▶ [EXERCISE REQUIREMENTS]: Once you have read the entries below, give them all again without any difference.

____________________

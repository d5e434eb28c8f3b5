//! Payment links and the QR code printed on each notice.

use base64::Engine;
use base64::engine::general_purpose::STANDARD;
use qrcode::QrCode;
use qrcode::render::svg;
use url::Url;

use crate::NotifyError;

pub const DEFAULT_PAYMENT_BASE: &str = "https://fineforce.demo/pay";

/// Minimum rendered edge of the payment code, in pixels.
pub const QR_SIZE: u32 = 200;

/// `<base>?id=<violation id>`, keeping any query the base already has.
pub fn payment_url(base: &str, violation_id: &str) -> Result<String, NotifyError> {
    let mut url = Url::parse(base)?;
    url.query_pairs_mut().append_pair("id", violation_id);
    Ok(url.into())
}

/// Encode `url` as a QR code and return it as an SVG data URL.
pub fn payment_qr_data_url(url: &str) -> Result<String, NotifyError> {
    let code = QrCode::new(url.as_bytes())?;
    let image = code
        .render::<svg::Color>()
        .min_dimensions(QR_SIZE, QR_SIZE)
        .dark_color(svg::Color("#000000"))
        .light_color(svg::Color("#ffffff"))
        .build();
    Ok(format!(
        "data:image/svg+xml;base64,{}",
        STANDARD.encode(image.as_bytes())
    ))
}

#[cfg(test)]
mod tests {
    use super::*;

    #[test]
    fn url_carries_violation_id() {
        assert_eq!(
            payment_url(DEFAULT_PAYMENT_BASE, "ABC123").unwrap(),
            "https://fineforce.demo/pay?id=ABC123"
        );
        assert_eq!(
            payment_url("https://pay.example/v1?src=mail", "a b").unwrap(),
            "https://pay.example/v1?src=mail&id=a+b"
        );
        assert!(payment_url("not a url", "x").is_err());
    }

    #[test]
    fn qr_is_svg_data_url() {
        let data_url = payment_qr_data_url("https://fineforce.demo/pay?id=ABC123").unwrap();
        let encoded = data_url.strip_prefix("data:image/svg+xml;base64,").unwrap();
        let svg = String::from_utf8(STANDARD.decode(encoded).unwrap()).unwrap();
        assert!(svg.contains("<svg"));
        assert!(svg.contains("#000000"));
    }
}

____________________

▶ [SOLVED PROBLEM]:
repository d5e434eb28c8f3b5
//! Payment links and the QR code printed on each notice.

use base64::Engine;
use base64::engine::general_purpose::STANDARD;
use qrcode::QrCode;
use qrcode::render::svg;
use url::Url;

use crate::NotifyError;

pub const DEFAULT_PAYMENT_BASE: &str = "https://fineforce.demo/pay";

/// Minimum rendered edge of the payment code, in pixels.
pub const QR_SIZE: u32 = 200;

/// `<base>?id=<violation id>`, keeping any query the base already has.
pub fn payment_url(base: &str, violation_id: &str) -> Result<String, NotifyError> {
    let mut url = Url::parse(base)?;
    url.query_pairs_mut().append_pair("id", violation_id);
    Ok(url.into())
}

/// Encode `url` as a QR code and return it as an SVG data URL.
pub fn payment_qr_data_url(url: &str) -> Result<String, NotifyError> {
    let code = QrCode::new(url.as_bytes())?;
    let image = code
        .render::<svg::Color>()
        .min_dimensions(QR_SIZE, QR_SIZE)
        .dark_color(svg::Color("#000000"))
        .light_color(svg::Color("#ffffff"))
        .build();
    Ok(format!(
        "data:image/svg+xml;base64,{}",
        STANDARD.encode(image.as_bytes())
    ))
}

#[cfg(test)]
mod tests {
    use super::*;

    #[test]
    fn url_carries_violation_id() {
        assert_eq!(
            payment_url(DEFAULT_PAYMENT_BASE, "ABC123").unwrap(),
            "https://fineforce.demo/pay?id=ABC123"
        );
        assert_eq!(
            payment_url("https://pay.example/v1?src=mail", "a b").unwrap(),
            "https://pay.example/v1?src=mail&id=a+b"
        );
        assert!(payment_url("not a url", "x").is_err());
    }

    #[test]
    fn qr_is_svg_data_url() {
        let data_url = payment_qr_data_url("https://fineforce.demo/pay?id=ABC123").unwrap();
        let encoded = data_url.strip_prefix("data:image/svg+xml;base64,").unwrap();
        let svg = String::from_utf8(STANDARD.decode(encoded).unwrap()).unwrap();
        assert!(svg.contains("<svg"));
        assert!(svg.contains("#000000"));
    }
}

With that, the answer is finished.